笠井叡・天使館@世田谷パブリックシアター ダンス食堂

世田谷パブリックシアターのダンス食堂という企画に参加。

これは講演、舞台公演、ワークショップと三部構成になっている。

最近は公演後にアフタートークといってアーティストが語るというものはあるが、ビフォアートークなのです。

前回の山田うんさんのダンス食堂(講演ワークショップ)が良かったので、気軽に申し込んだのです。

そうしたら・・・

涙があふれてくるほど魂が感動したんです。

 

講演の前に今日の内容を読んだら、シュタイナーとかオイリュトミーとみーとか書いてあるんです。

精神世界を探求したことのある人ならピンとくるキーワードです。

しかもどちらも体験したことがあるのです。

 

ダンサーの笠井叡さんが紹介されでて来られて、いきなり

「こっちに行くのか・・・・・それともこっちに行くのか・・・」

と踊り始めたのです。

 

一番前のど真ん中に座っていて、50cmという近さですよ。

「僕にとっては大きな問題なんです。

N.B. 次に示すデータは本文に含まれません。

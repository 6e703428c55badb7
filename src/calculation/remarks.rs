//! Remark composition.
//!
//! Remarks are produced in a fixed order: the weekend or absence marker,
//! one remark per matched record, the fix-log status when no record remark
//! was produced, and finally the locator hint.

use chrono::NaiveDate;

use crate::config::RemarksConfig;
use crate::models::ExceptionRecord;

use super::exception_resolver::DayExceptions;
use super::time_utils::is_weekend;

/// Remark for Saturdays and Sundays.
pub const WEEKEND: &str = "Weekend";
/// Remark for a past working day with no punches and no excuse.
pub const ABSENT: &str = "Absent";
/// Remark for a date covered by an approved fix log.
pub const LOGS_FIXED: &str = "LogsFixed";
/// Remark for a date with a fix log still awaiting approval.
pub const FIX_ON_PROCESS: &str = "FixOnProcess";
/// Hint for a past working day with some, but not all, punches captured.
pub const FILE_A_LOCATOR: &str = "File a locator";

/// What the remarks engine needs to know about one date.
#[derive(Debug, Clone, Copy)]
pub struct RemarkContext<'d, 'a> {
    /// The date of the row.
    pub date: NaiveDate,
    /// The current date; only earlier dates can be absent.
    pub today: NaiveDate,
    /// Readable punches recorded on the date.
    pub punch_count: usize,
    /// Active slots holding a final value.
    pub captured_slots: usize,
    /// Slots the shift expects.
    pub active_slots: usize,
    /// Exceptions matched on the date.
    pub day: &'d DayExceptions<'a>,
}

/// Renders the remark for a matched record, e.g. `Locator (L-2025-001)`.
pub fn record_remark(record: &ExceptionRecord) -> String {
    format!("{} ({})", record.kind().remark_label(), record.reference)
}

/// Whether the date counts as an unexcused absence.
fn is_absent(ctx: &RemarkContext<'_, '_>, config: &RemarksConfig) -> bool {
    let day = ctx.day;
    let excused = !day.leave.is_empty() || !day.travel.is_empty() || day.has_holiday();
    let excused_by_other = config.absent_suppressed_by_any_exception
        && (!day.out_of_office.is_empty()
            || !day.comp_day_off.is_empty()
            || day.approved_fix_log().is_some());
    ctx.punch_count == 0 && !excused && !excused_by_other && ctx.date < ctx.today
}

fn needs_locator(ctx: &RemarkContext<'_, '_>, config: &RemarksConfig) -> bool {
    let day = ctx.day;
    config.suggest_locator
        && ctx.date < ctx.today
        && !is_weekend(ctx.date)
        && !day.has_holiday()
        && day.out_of_office.is_empty()
        && day.leave.is_empty()
        && day.travel.is_empty()
        && ctx.captured_slots > 0
        && ctx.captured_slots < ctx.active_slots
}

/// Composes the ordered remarks for one date.
///
/// # Arguments
///
/// * `ctx` - Facts about the date
/// * `config` - Remark switches
///
/// # Returns
///
/// Remarks in display order, without duplicates. Holiday names are not
/// remarks; they are reported separately on the row.
pub fn compose_remarks(ctx: &RemarkContext<'_, '_>, config: &RemarksConfig) -> Vec<String> {
    let mut remarks: Vec<String> = Vec::new();
    let mut push = |remark: String| {
        if !remarks.contains(&remark) {
            remarks.push(remark);
        }
    };

    if is_weekend(ctx.date) {
        push(WEEKEND.to_string());
    } else if is_absent(ctx, config) {
        push(ABSENT.to_string());
    }

    let day = ctx.day;
    let records = day
        .out_of_office
        .iter()
        .chain(&day.leave)
        .chain(&day.travel)
        .chain(&day.comp_day_off);
    let mut produced_record_remark = false;
    for record in records {
        push(record_remark(record));
        produced_record_remark = true;
    }

    if !produced_record_remark {
        if let Some(fix) = day.fix_log {
            let label = if fix.is_approved() {
                LOGS_FIXED
            } else {
                FIX_ON_PROCESS
            };
            push(label.to_string());
        }
    }

    if needs_locator(ctx, config) {
        push(FILE_A_LOCATOR.to_string());
    }

    remarks
}
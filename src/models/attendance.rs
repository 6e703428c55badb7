//! Computed attendance output: per-day rows, range totals and the report.

use chrono::NaiveDate;
use rust_decimal::Decimal;
use serde::{Deserialize, Serialize};

use super::clock_time::ClockTime;
use super::exception::{ApprovalStatus, ExceptionKind};
use super::punch::EmployeeKeys;
use super::slot::SlotValues;

/// Where a final slot value came from.
#[derive(Debug, Clone, Copy, Default, PartialEq, Eq, Hash, Serialize, Deserialize)]
#[serde(rename_all = "snake_case")]
pub enum Provenance {
    /// A raw punch, or no value at all.
    #[default]
    None,
    /// Synthesized from an approved out-of-office authorization.
    OutOfOffice,
    /// Taken from an approved fix-log correction.
    FixLog,
}

/// Which branch of the day-credit formula produced a row's credit.
#[derive(Debug, Clone, Copy, PartialEq, Eq, Hash, Serialize, Deserialize)]
#[serde(rename_all = "snake_case")]
pub enum CreditRule {
    /// Combined-mode shift: half the AMPM weight per present endpoint.
    CombinedMode,
    /// AM-in and the whole PM half, AM-out missing: both weights.
    AmInWithPmPair,
    /// The whole AM half and PM-out, PM-in missing: both weights.
    AmPairWithPmOut,
    /// AM-out and the whole PM half, AM-in missing: half of both weights.
    AmOutWithPmPair,
    /// The whole AM half and PM-in, PM-out missing: half of both weights.
    AmPairWithPmIn,
    /// Only AM-in and PM-out present on a four-slot shift: both weights.
    SpanningInOut,
    /// Complete halves each earn their own weight.
    CompleteHalves,
    /// An approved exception grants a full day.
    Override(ExceptionKind),
    /// Weekend or holiday without attendance earns nothing.
    NonWorkingDay,
}

/// A record that matched a row's date, kept for display and audit.
#[derive(Debug, Clone, PartialEq, Eq, Serialize, Deserialize)]
pub struct MatchedRecord {
    /// Record kind.
    pub kind: ExceptionKind,
    /// Record reference.
    pub reference: String,
    /// Record status at the time of matching.
    pub status: ApprovalStatus,
}

/// One computed attendance row.
#[derive(Debug, Clone, PartialEq, Eq, Serialize, Deserialize)]
pub struct DailyAttendanceRow {
    /// Calendar date of the row.
    pub date: NaiveDate,
    /// Final (post-backfill) slot values.
    pub slots: SlotValues<Option<ClockTime>>,
    /// Late arrival plus early departure minutes.
    pub late_minutes: u32,
    /// Day credit, two decimal places.
    pub day_credit: Decimal,
    /// Formula branch that produced `day_credit`.
    pub credit_rule: CreditRule,
    /// Ordered remarks.
    pub remarks: Vec<String>,
    /// Origin of each slot value.
    pub provenance: SlotValues<Provenance>,
    /// Saturday or Sunday.
    pub is_weekend: bool,
    /// Names of the holidays falling on the date.
    pub holiday_names: Vec<String>,
    /// Display label for the holidays, if any.
    pub holiday_label: Option<String>,
    /// Exception records that matched the date.
    pub matched_records: Vec<MatchedRecord>,
}

impl DailyAttendanceRow {
    /// The remarks joined for single-line display.
    pub fn remarks_text(&self) -> String {
        self.remarks.join("; ")
    }

    /// Whether any holiday falls on the row's date.
    pub fn is_holiday(&self) -> bool {
        !self.holiday_names.is_empty()
    }
}

/// Approved record counts per kind over a range.
#[derive(Debug, Clone, Copy, Default, PartialEq, Eq, Serialize, Deserialize)]
pub struct RecordCounts {
    /// Out-of-office authorizations.
    pub out_of_office: u32,
    /// Leave applications.
    pub leave: u32,
    /// Travel orders.
    pub travel: u32,
    /// Compensatory days off.
    pub comp_day_off: u32,
    /// Fix-log corrections.
    pub fix_log: u32,
}

impl RecordCounts {
    /// Increments the counter for `kind`; holidays are not counted.
    pub fn add(&mut self, kind: ExceptionKind) {
        match kind {
            ExceptionKind::OutOfOffice => self.out_of_office += 1,
            ExceptionKind::Leave => self.leave += 1,
            ExceptionKind::Travel => self.travel += 1,
            ExceptionKind::CompDayOff => self.comp_day_off += 1,
            ExceptionKind::FixLog => self.fix_log += 1,
            ExceptionKind::Holiday => {}
        }
    }
}

/// Totals over every row of a report.
#[derive(Debug, Clone, PartialEq, Eq, Serialize, Deserialize)]
pub struct AttendanceTotals {
    /// Sum of late minutes.
    pub late_minutes: u32,
    /// Sum of day credits.
    pub day_credit: Decimal,
    /// Late minutes expressed as days, two decimal places.
    pub late_equivalent_days: Decimal,
    /// Day credit less late-equivalent days, never negative, four decimal places.
    pub net_days: Decimal,
    /// Distinct approved records touching the range.
    pub records: RecordCounts,
}

/// The computed attendance of one employee over a date range.
#[derive(Debug, Clone, PartialEq, Eq, Serialize, Deserialize)]
pub struct AttendanceReport {
    /// Whose attendance this is.
    pub employee: EmployeeKeys,
    /// Name of the schedule used.
    pub shift_name: String,
    /// First date of the range.
    pub date_from: NaiveDate,
    /// Last date of the range.
    pub date_to: NaiveDate,
    /// One row per date, ascending, without gaps.
    pub rows: Vec<DailyAttendanceRow>,
    /// Range totals.
    pub totals: AttendanceTotals,
}

/// Result of a reconciliation run.
#[derive(Debug, Clone, PartialEq, Eq, Serialize, Deserialize)]
#[serde(tag = "status", rename_all = "snake_case")]
pub enum ReconcileOutcome {
    /// The employee has a schedule; rows were computed.
    Scheduled(AttendanceReport),
    /// The employee has no shift assignment; nothing to compute.
    Unscheduled {
        /// The employee in question.
        employee: EmployeeKeys,
    },
}

impl ReconcileOutcome {
    /// The report, when the employee is scheduled.
    pub fn report(&self) -> Option<&AttendanceReport> {
        match self {
            ReconcileOutcome::Scheduled(report) => Some(report),
            ReconcileOutcome::Unscheduled { .. } => None,
        }
    }
}
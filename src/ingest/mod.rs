//! Ingestion of raw upstream rows into the engine's canonical records.
//!
//! The stores behind the engine disagree on field names and formats. All of
//! that tolerance lives here: each adapter reads the names a store is known
//! to use, keeps what parses and drops (with a `debug` event) what does not.
//! Nothing past this module looks at raw field names.
//!
//! # Example
//!
//! ```
//! use dtr_engine::ingest::RawBundle;
//!
//! let bundle = RawBundle::from_json(r#"{
//!     "employee": { "user_id": "42" },
//!     "punches": [ { "USERID": "42", "CHECKTIME": "2025-01-15 08:01:00" } ],
//!     "shifts": [ { "shiftname": "Regular", "shifttimemode": "AMPM",
//!                   "shift_checkin": "08:00", "shift_checkout": "17:00" } ]
//! }"#).unwrap();
//! assert_eq!(bundle.punches.len(), 1);
//! ```

mod exceptions;
mod fields;
mod punch;
mod shift;

pub use exceptions::{record_from_value, records_from_values};
pub use fields::{clock, date, dates, decimal, field, flag, lookup, owner, scalar_text, text};
pub use punch::{punch_from_value, punches_from_values};
pub use shift::{assignment_from_value, shift_from_values};

use serde::{Deserialize, Serialize};
use serde_json::Value;
use tracing::{info, warn};

use crate::error::{EngineError, EngineResult};
use crate::models::{EmployeeKeys, ExceptionKind, ExceptionRecord};
use crate::source::InMemorySource;

/// Raw rows for one employee, as exported from the upstream stores.
#[derive(Debug, Clone, Default, PartialEq, Serialize, Deserialize)]
pub struct RawBundle {
    /// The employee the rows were exported for.
    #[serde(default)]
    pub employee: EmployeeKeys,
    /// Time-clock rows.
    #[serde(default)]
    pub punches: Vec<Value>,
    /// Shift assignment rows, most recent first.
    #[serde(default)]
    pub shifts: Vec<Value>,
    /// Out-of-office authorization rows.
    #[serde(default)]
    pub locators: Vec<Value>,
    /// Leave application rows.
    #[serde(default)]
    pub leaves: Vec<Value>,
    /// Travel order rows.
    #[serde(default)]
    pub travels: Vec<Value>,
    /// Compensatory day-off rows.
    #[serde(default)]
    pub cdos: Vec<Value>,
    /// Punch correction rows.
    #[serde(default)]
    pub fix_logs: Vec<Value>,
    /// Holiday rows.
    #[serde(default)]
    pub holidays: Vec<Value>,
}

impl RawBundle {
    /// Parses a bundle from JSON text.
    ///
    /// # Errors
    ///
    /// Returns [`EngineError::Ingest`] when the text is not a JSON object of
    /// the expected shape.
    pub fn from_json(text: &str) -> EngineResult<Self> {
        serde_json::from_str(text).map_err(|e| {
            warn!(error = %e, "rejecting attendance bundle");
            EngineError::Ingest {
                kind: "bundle".to_string(),
                message: e.to_string(),
            }
        })
    }

    /// The raw rows of one exception kind.
    pub fn rows(&self, kind: ExceptionKind) -> &[Value] {
        match kind {
            ExceptionKind::OutOfOffice => &self.locators,
            ExceptionKind::Leave => &self.leaves,
            ExceptionKind::Travel => &self.travels,
            ExceptionKind::CompDayOff => &self.cdos,
            ExceptionKind::FixLog => &self.fix_logs,
            ExceptionKind::Holiday => &self.holidays,
        }
    }

    /// Every readable exception record in the bundle.
    pub fn exception_records(&self) -> Vec<ExceptionRecord> {
        ExceptionKind::ALL
            .into_iter()
            .flat_map(|kind| records_from_values(kind, self.rows(kind)))
            .collect()
    }

    /// Ingests every row into an [`InMemorySource`].
    pub fn to_source(&self) -> InMemorySource {
        let punches = punches_from_values(&self.punches);
        let shift = shift_from_values(&self.shifts);
        let records = self.exception_records();

        info!(
            employee = self.employee.display_key(),
            punches = punches.len(),
            scheduled = shift.is_some(),
            records = records.len(),
            "ingested attendance bundle"
        );

        InMemorySource::new()
            .with_punches(punches)
            .with_shift(shift)
            .with_records(records)
    }
}
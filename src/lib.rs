//! Daily Time Record reconciliation engine.
//!
//! This crate turns raw time-clock punches, an employee's shift schedule and
//! independently approved exception records (locators, leave, travel orders,
//! compensatory days off, punch corrections and holidays) into one computed
//! attendance row per calendar day, plus range totals.
//!
//! The core in [`calculation`] is a pure function of its input. Data stores
//! sit behind [`source::AttendanceSource`], and [`ingest`] turns their raw,
//! inconsistently-named rows into the canonical [`models`].

#![warn(missing_docs)]

pub mod calculation;
pub mod config;
pub mod error;
pub mod ingest;
pub mod models;
pub mod source;
pub mod telemetry;
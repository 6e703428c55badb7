//! Punch rows from the time-clock store.

use serde_json::Value;
use tracing::debug;

use crate::models::PunchEvent;

use super::fields::text;

const KEY_FIELDS: &[&str] = &["USERID", "userid", "user_id", "userId"];
const TIME_FIELDS: &[&str] = &["CHECKTIME", "checktime", "timestamp", "DATE", "date"];

/// Reads one punch row. The timestamp is kept as stored.
pub fn punch_from_value(value: &Value) -> Option<PunchEvent> {
    Some(PunchEvent {
        employee_key: text(value, KEY_FIELDS)?,
        timestamp: text(value, TIME_FIELDS)?,
    })
}

/// Reads every punch row, dropping rows without a key or a timestamp.
pub fn punches_from_values(values: &[Value]) -> Vec<PunchEvent> {
    values
        .iter()
        .filter_map(|value| {
            let punch = punch_from_value(value);
            if punch.is_none() {
                debug!(row = %value, "dropping punch row without key or timestamp");
            }
            punch
        })
        .collect()
}
use crate::{error::ParseError, interpreter::lexer::Token};

/// An ordered sequence of positioned tokens plus a read cursor.
///
/// The stream is owned by a single parse. Reads past the last token return
/// `None`, and [`TokenStream::end_position`] tells the rules where the input
/// ended so they can report it. The source text is kept so errors can quote
/// a token the way it was written.
#[derive(Debug, Clone)]
pub struct TokenStream<'src> {
    source:       &'src str,
    tokens:       Vec<(Token, usize)>,
    cursor:       usize,
    end_position: usize,
}

impl<'src> TokenStream<'src> {
    /// Creates a stream over `tokens`, which were lexed from `source`.
    #[must_use]
    pub fn new(tokens: Vec<(Token, usize)>, source: &'src str) -> Self {
        Self { source,
               tokens,
               cursor: 0,
               end_position: source.chars().count() }
    }

    /// Returns the next token and its position without consuming it.
    #[must_use]
    pub fn peek(&self) -> Option<(Token, usize)> {
        self.tokens.get(self.cursor).copied()
    }

    /// Character length of the input the tokens came from.
    #[must_use]
    pub const fn end_position(&self) -> usize {
        self.end_position
    }

    /// Returns `token` as it appears in the source at `position`.
    ///
    /// Numbers are quoted from the source, so `5.` stays `5.` instead of the
    /// normalized `5.0`. Other tokens are a single fixed character.
    #[must_use]
    pub fn source_text(&self, token: Token, position: usize) -> String {
        let literal: String = self.source
                                  .chars()
                                  .skip(position)
                                  .take_while(|c| c.is_ascii_digit() || *c == '.')
                                  .collect();
        match token {
            Token::Number(_) if !literal.is_empty() => literal,
            _ => token.to_string(),
        }
    }

    /// Consumes the next token, or reports the end of input.
    ///
    /// # Errors
    /// Returns `ParseError::UnexpectedEndOfInput` when no token is left.
    pub fn expect_any(&mut self) -> Result<(Token, usize), ParseError> {
        self.next()
            .ok_or(ParseError::UnexpectedEndOfInput { position: self.end_position })
    }
}

impl Iterator for TokenStream<'_> {
    type Item = (Token, usize);

    fn next(&mut self) -> Option<Self::Item> {
        let item = self.peek()?;
        self.cursor += 1;
        Some(item)
    }
}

」と体を動かしながら語りかけてくるのです。

頭の中では何もわかっていないのです。

今ここで一番気になっていることを本気で伝える想いがバンと僕の中に入ってきたんですね。

話す内容ではなく、在り方が伝わってきたのです。

ブワッと涙が溢れそうになりました。

 

イスラム国の話から始まり、ダンスは暴力的だと続いていく。

ダンスの根元のエネルギーは暴力と何も変わらない。

ナイフで体に触れる手前まで同じエネルギーなんだ。

そこで、こっちに行くのか、それともこっちへ行くのか。

大きな違いなんだと話は進んで行く。

 

笠井さんってとっても色気があるのです。

こういう色気がある人ってまず見かけないのです。

僕が女性だったら抱かれたいと思うのでしょう。

男性の僕としては、普通こういう時に嫉妬がでてくるのです。

笠井さんの場合、この嫉妬さえさせてくれない感じなんです。

ただやっと出会えたんだという感動だけがそこにありました。

 

ずっと日本刀を突きつけられている感じなんです。

でもね、皮膚に触れているんだけど切れないんです。

こちらが逃げても離れない、近づいても刺されない。

まるでダンスを踊っているような緊張感がありました。

真剣に対峙するしかないのです。

 

メモなんてとっている暇はありません。

一挙手一投足を目に映していたい。

そんな衝動にかられました。

 

体の動きも足先、指先まで神経が行き届いている。

それを年月をかけて鍛え上げた迫力があるのです。

自分が腑に落ちたことしか語らない。

言葉だけで伝えられなければ体で伝えてくる。

もうすごいとしかいいようがない。

 

ダンスとは、作品主義とダンサー主義がある。

心臓は、胸のところにある臓器だけでなく、毛細血管も含めて心臓だ。そして、そのエネルギーは体の外にまででてきてエーテル体になる。

がん細胞は元気そのもの、体が病気なんだ。

インディビジュアルの正しい訳語は、全体の反対なんだから個体なんだ。

個体が全体を凌駕する。

悪が単体で出現する時代に立ち会えてしまった。

寝ている時に覚醒する。

普段起きている時に人は寝ているのだ。

出会って関係ができることに意味がある。振り付け関係という関係性が面白い。

意図のない動きが最高のダンス。

介護福祉施設のドアを通る人たちを見ていて意図のない動きにダンスの見方が変わった。

 

ひとつの壮大なる作品をまるで車座の中で見ているような距離感で感じられました。

本当に最高でした。
天使館 笠井叡◉新作『今晩は荒れ模様』のチケット早速ゲットしました。

 

家に帰ってパートナーに興奮して前のめりに話したら、

「その人のオイリュトミーを見たことがある。止まった時の姿が美しかったんだ。

あの人ならば、講演も良かったのがわかる。色気あるよね。もうだいぶお年になったんじゃない?」

という会話があったり。

 

この感動を言葉だけで伝えられないから人は踊ったり歌ったりするんだろうな。